[Saved data entries]

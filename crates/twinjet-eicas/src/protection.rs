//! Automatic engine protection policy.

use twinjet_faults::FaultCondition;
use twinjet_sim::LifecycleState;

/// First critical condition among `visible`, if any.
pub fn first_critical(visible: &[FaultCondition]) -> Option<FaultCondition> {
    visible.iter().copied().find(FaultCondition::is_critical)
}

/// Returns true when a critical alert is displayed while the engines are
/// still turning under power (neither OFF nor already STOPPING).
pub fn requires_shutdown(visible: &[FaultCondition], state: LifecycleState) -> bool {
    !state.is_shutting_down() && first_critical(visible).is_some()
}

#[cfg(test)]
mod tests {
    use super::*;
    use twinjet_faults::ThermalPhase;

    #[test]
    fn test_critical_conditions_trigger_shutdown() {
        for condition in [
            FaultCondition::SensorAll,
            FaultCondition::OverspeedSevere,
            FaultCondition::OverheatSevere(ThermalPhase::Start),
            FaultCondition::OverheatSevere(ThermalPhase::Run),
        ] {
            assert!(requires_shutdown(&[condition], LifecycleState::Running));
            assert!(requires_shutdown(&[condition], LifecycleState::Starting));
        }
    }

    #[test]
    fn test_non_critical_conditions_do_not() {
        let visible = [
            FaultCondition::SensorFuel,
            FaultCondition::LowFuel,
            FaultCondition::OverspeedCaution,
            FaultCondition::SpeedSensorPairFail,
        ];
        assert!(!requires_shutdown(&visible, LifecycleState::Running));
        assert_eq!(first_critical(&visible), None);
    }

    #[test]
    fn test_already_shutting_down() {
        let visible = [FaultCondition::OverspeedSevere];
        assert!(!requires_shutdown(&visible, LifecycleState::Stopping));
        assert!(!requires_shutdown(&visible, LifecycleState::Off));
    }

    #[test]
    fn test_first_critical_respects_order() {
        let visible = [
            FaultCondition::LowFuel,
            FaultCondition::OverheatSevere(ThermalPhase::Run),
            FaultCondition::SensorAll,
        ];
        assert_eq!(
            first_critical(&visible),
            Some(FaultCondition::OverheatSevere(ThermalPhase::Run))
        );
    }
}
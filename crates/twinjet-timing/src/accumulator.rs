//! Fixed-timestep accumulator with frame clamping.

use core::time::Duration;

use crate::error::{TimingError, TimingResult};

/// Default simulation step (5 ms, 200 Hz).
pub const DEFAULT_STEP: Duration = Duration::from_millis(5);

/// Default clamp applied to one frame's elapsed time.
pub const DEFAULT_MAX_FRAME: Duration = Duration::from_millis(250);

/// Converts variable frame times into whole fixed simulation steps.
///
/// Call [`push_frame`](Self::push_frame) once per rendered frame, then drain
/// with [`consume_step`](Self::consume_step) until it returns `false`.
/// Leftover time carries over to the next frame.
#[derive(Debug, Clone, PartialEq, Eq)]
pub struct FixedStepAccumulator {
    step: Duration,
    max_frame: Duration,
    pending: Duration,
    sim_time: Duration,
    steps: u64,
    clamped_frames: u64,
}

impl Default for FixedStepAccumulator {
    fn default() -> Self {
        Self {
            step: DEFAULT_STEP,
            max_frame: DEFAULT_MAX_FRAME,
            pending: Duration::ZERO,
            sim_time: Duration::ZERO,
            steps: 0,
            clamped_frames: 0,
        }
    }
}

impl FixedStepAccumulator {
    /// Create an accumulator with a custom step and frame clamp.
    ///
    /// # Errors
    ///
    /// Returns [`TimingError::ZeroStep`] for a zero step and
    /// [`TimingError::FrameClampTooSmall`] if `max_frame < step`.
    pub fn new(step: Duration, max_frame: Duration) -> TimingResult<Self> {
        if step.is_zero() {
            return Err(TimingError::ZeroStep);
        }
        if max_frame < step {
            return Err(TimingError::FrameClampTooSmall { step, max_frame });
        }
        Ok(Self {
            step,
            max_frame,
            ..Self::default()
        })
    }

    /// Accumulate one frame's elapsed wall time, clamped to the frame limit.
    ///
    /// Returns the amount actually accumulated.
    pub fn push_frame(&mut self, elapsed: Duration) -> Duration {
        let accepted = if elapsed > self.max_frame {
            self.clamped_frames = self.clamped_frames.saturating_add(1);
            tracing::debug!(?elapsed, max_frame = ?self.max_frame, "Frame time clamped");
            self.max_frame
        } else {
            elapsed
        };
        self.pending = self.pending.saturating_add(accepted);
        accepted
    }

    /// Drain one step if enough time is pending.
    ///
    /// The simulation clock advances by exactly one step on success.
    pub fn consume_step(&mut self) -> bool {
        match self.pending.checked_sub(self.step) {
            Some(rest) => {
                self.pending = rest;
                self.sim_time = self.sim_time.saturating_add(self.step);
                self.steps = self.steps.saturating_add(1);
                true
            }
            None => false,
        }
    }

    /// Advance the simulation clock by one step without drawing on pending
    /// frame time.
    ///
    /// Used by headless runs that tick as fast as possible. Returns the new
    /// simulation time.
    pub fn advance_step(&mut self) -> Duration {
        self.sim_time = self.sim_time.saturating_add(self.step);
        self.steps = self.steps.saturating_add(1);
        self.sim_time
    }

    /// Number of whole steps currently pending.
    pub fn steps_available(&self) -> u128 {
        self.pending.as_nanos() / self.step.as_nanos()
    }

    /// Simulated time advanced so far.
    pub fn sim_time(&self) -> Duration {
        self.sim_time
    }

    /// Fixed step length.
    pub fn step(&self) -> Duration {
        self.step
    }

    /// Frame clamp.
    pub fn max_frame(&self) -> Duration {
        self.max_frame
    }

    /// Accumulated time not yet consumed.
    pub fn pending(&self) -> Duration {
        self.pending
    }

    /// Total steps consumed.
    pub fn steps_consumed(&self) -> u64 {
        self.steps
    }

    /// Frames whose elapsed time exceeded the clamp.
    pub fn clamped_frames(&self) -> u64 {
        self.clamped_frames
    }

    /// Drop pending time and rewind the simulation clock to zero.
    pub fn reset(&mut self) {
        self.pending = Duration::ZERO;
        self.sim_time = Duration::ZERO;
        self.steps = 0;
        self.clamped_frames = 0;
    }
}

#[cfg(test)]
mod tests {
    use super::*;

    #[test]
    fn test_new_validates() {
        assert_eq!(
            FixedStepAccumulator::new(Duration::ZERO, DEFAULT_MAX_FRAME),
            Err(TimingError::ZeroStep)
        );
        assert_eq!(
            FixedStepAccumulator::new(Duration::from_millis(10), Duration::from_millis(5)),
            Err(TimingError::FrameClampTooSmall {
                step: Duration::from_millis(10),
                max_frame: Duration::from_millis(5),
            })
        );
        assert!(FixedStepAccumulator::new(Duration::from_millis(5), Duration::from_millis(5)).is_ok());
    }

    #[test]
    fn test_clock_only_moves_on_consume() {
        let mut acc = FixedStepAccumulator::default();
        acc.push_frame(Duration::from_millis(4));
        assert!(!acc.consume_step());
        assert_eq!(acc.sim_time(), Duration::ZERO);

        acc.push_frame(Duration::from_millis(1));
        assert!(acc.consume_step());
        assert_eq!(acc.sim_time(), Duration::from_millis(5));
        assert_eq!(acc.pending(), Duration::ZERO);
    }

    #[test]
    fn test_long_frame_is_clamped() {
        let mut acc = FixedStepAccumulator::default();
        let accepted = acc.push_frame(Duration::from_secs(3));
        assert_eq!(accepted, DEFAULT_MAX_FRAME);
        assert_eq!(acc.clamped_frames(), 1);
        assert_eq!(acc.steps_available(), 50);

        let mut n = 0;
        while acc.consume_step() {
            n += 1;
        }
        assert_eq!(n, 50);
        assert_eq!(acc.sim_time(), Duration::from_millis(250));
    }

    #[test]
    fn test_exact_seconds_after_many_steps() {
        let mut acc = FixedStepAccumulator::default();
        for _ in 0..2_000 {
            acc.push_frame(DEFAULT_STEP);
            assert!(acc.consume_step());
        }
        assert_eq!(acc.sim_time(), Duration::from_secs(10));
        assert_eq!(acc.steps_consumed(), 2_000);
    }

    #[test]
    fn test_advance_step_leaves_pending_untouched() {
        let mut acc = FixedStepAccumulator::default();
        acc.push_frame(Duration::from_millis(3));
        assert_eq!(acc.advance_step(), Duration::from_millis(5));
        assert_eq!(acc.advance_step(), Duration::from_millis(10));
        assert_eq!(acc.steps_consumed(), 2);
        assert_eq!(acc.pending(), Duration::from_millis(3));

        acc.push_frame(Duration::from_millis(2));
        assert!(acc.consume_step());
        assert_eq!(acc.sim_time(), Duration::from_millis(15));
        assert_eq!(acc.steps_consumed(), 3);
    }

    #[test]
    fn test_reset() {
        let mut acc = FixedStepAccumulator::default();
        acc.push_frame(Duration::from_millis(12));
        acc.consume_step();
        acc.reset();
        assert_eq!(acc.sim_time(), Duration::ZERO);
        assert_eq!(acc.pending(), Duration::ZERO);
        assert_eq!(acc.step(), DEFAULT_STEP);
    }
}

#### Problem to work on:
Start at the first line of the data above. Stop after the line containing "nor already STOPPING).", reproducing each line exactly and adding nothing.

#### Task solution:
filename crates/twinjet-eicas/src/protection.rs
//! Automatic engine protection policy.

use twinjet_faults::FaultCondition;
use twinjet_sim::LifecycleState;

/// First critical condition among `visible`, if any.
pub fn first_critical(visible: &[FaultCondition]) -> Option<FaultCondition> {
    visible.iter().copied().find(FaultCondition::is_critical)
}

/// Returns true when a critical alert is displayed while the engines are
/// still turning under power (neither OFF nor already STOPPING).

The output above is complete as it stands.